DATA EXTRACTS:
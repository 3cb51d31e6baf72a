//! User models and auth DTOs.

use serde::{Deserialize, Serialize};
use sqlx::FromRow;

/// Account role. Fixed at creation.
#[derive(Debug, Clone, Copy, Default, PartialEq, Eq, Hash, Serialize, Deserialize)]
#[serde(rename_all = "UPPERCASE")]
pub enum Role {
    #[default]
    User,
    Admin,
}

impl Role {
    pub fn as_str(&self) -> &'static str {
        match self {
            Role::User => "USER",
            Role::Admin => "ADMIN",
        }
    }

    pub fn is_admin(&self) -> bool {
        matches!(self, Role::Admin)
    }
}

impl std::fmt::Display for Role {
    fn fmt(&self, f: &mut std::fmt::Formatter<'_>) -> std::fmt::Result {
        f.write_str(self.as_str())
    }
}

impl std::str::FromStr for Role {
    type Err = String;

    fn from_str(s: &str) -> Result<Self, Self::Err> {
        match s.to_uppercase().as_str() {
            "USER" => Ok(Role::User),
            "ADMIN" => Ok(Role::Admin),
            _ => Err(format!("Unknown role: {}", s)),
        }
    }
}

#[derive(Debug, Clone, FromRow)]
pub struct User {
    pub id: String,
    pub email: String,
    pub name: String,
    pub password_hash: String,
    pub role: String,
    pub created_at: String,
}

impl User {
    /// Parsed role. Unknown values degrade to the least privileged role.
    pub fn role_enum(&self) -> Role {
        self.role.parse().unwrap_or_default()
    }
}

#[derive(Debug, Clone, PartialEq, Eq, Serialize, Deserialize)]
#[serde(rename_all = "camelCase")]
pub struct UserResponse {
    pub id: String,
    pub email: String,
    pub name: String,
    pub role: Role,
}

impl From<User> for UserResponse {
    fn from(user: User) -> Self {
        let role = user.role_enum();
        Self {
            id: user.id,
            email: user.email,
            name: user.name,
            role,
        }
    }
}

#[derive(Debug, Deserialize)]
pub struct RegisterRequest {
    pub email: String,
    pub name: String,
    pub password: String,
}

#[derive(Debug, Deserialize)]
pub struct LoginRequest {
    pub email: String,
    pub password: String,
}

/// Returned by register, login and refresh
#[derive(Debug, Serialize, Deserialize)]
pub struct AuthResponse {
    pub token: String,
    pub user: UserResponse,
}
#[tokio::test]
async fn test_login() {
    let app = TestApp::new().await;
    app.register("ann@example.com", "Ann").await;

    let (status, body) = app
        .post("/api/login", None, json!({ "email": "ann@example.com", "password": "password123" }))
        .await;
    assert_eq!(status, StatusCode::OK);
    assert_eq!(body["user"]["name"], "Ann");
    assert!(body["token"].is_string());

    let (status, wrong_password) = app
        .post("/api/login", None, json!({ "email": "ann@example.com", "password": "wrong-password" }))
        .await;
    assert_eq!(status, StatusCode::UNAUTHORIZED);

    let (status, unknown_email) = app
        .post("/api/login", None, json!({ "email": "nobody@example.com", "password": "password123" }))
        .await;
    assert_eq!(status, StatusCode::UNAUTHORIZED);

    assert_eq!(wrong_password["error"]["message"], unknown_email["error"]["message"]);
}

#[tokio::test]
async fn test_missing_token_is_unauthenticated() {
    let app = TestApp::new().await;

    let (status, body) = app.post("/api/reviews", None, json!({})).await;
    assert_eq!(status, StatusCode::UNAUTHORIZED);
    assert_eq!(body["error"]["code"], "unauthorized");

    let (status, _) = app.get("/api/admin/reviews", None).await;
    assert_eq!(status, StatusCode::UNAUTHORIZED);

    let (status, _) = app.get("/api/me", None).await;
    assert_eq!(status, StatusCode::UNAUTHORIZED);
}

#[tokio::test]
async fn test_bad_tokens_are_forbidden() {
    let app = TestApp::new().await;
    let (_, user_id) = app.register("ann@example.com", "Ann").await;

    let foreign = TokenKeys::new("another-secret", 1).issue(&user_id, Role::Admin).unwrap();
    let expired = TokenKeys::new(SECRET, -1).issue(&user_id, Role::User).unwrap();

    for token in ["garbage", foreign.as_str(), expired.as_str()] {
        let (status, body) = app.get("/api/me", Some(token)).await;
        assert_eq!(status, StatusCode::FORBIDDEN, "token {}", token);
        assert_eq!(body["error"]["code"], "forbidden");

        let (status, _) = app.get("/api/admin/reviews", Some(token)).await;
        assert_eq!(status, StatusCode::FORBIDDEN);
    }
}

REQUIRED WORK: Make a copy of each line in the records above that has the word "impl".

RESULT:
impl Role {
impl std::fmt::Display for Role {
impl std::str::FromStr for Role {
impl User {
impl From<User> for UserResponse {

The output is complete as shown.